*** DATA LISTING Section Begins ***
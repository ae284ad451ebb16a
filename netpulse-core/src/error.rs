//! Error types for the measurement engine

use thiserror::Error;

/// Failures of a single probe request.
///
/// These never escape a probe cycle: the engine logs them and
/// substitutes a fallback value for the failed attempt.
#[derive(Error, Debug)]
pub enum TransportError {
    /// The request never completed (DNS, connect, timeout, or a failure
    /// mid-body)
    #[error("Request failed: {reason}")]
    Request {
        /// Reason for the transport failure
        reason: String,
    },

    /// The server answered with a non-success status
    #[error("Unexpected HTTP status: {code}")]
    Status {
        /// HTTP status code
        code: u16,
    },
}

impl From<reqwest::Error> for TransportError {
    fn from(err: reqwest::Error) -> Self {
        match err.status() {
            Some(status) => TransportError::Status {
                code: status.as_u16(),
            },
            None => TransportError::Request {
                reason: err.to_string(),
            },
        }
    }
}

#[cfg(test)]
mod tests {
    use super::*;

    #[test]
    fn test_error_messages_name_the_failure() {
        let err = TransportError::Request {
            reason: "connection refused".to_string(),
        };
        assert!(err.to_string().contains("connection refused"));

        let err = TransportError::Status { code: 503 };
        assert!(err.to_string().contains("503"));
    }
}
*** DATA LISTING Section Ends ***
■ TASK DETAILS
Copy out the records once more, with nothing altered.

■ EXERCISE OUTPUT
repository ae284ad451ebb16a
filename netpulse-core/src/error.rs
//! Error types for the measurement engine

use thiserror::Error;

/// Failures of a single probe request.
///
/// These never escape a probe cycle: the engine logs them and
/// substitutes a fallback value for the failed attempt.
#[derive(Error, Debug)]
pub enum TransportError {
    /// The request never completed (DNS, connect, timeout, or a failure
    /// mid-body)
    #[error("Request failed: {reason}")]
    Request {
        /// Reason for the transport failure
        reason: String,
    },

    /// The server answered with a non-success status
    #[error("Unexpected HTTP status: {code}")]
    Status {
        /// HTTP status code
        code: u16,
    },
}

impl From<reqwest::Error> for TransportError {
    fn from(err: reqwest::Error) -> Self {
        match err.status() {
            Some(status) => TransportError::Status {
                code: status.as_u16(),
            },
            None => TransportError::Request {
                reason: err.to_string(),
            },
        }
    }
}

#[cfg(test)]
mod tests {
    use super::*;

    #[test]
    fn test_error_messages_name_the_failure() {
        let err = TransportError::Request {
            reason: "connection refused".to_string(),
        };
        assert!(err.to_string().contains("connection refused"));

        let err = TransportError::Status { code: 503 };
        assert!(err.to_string().contains("503"));
    }
}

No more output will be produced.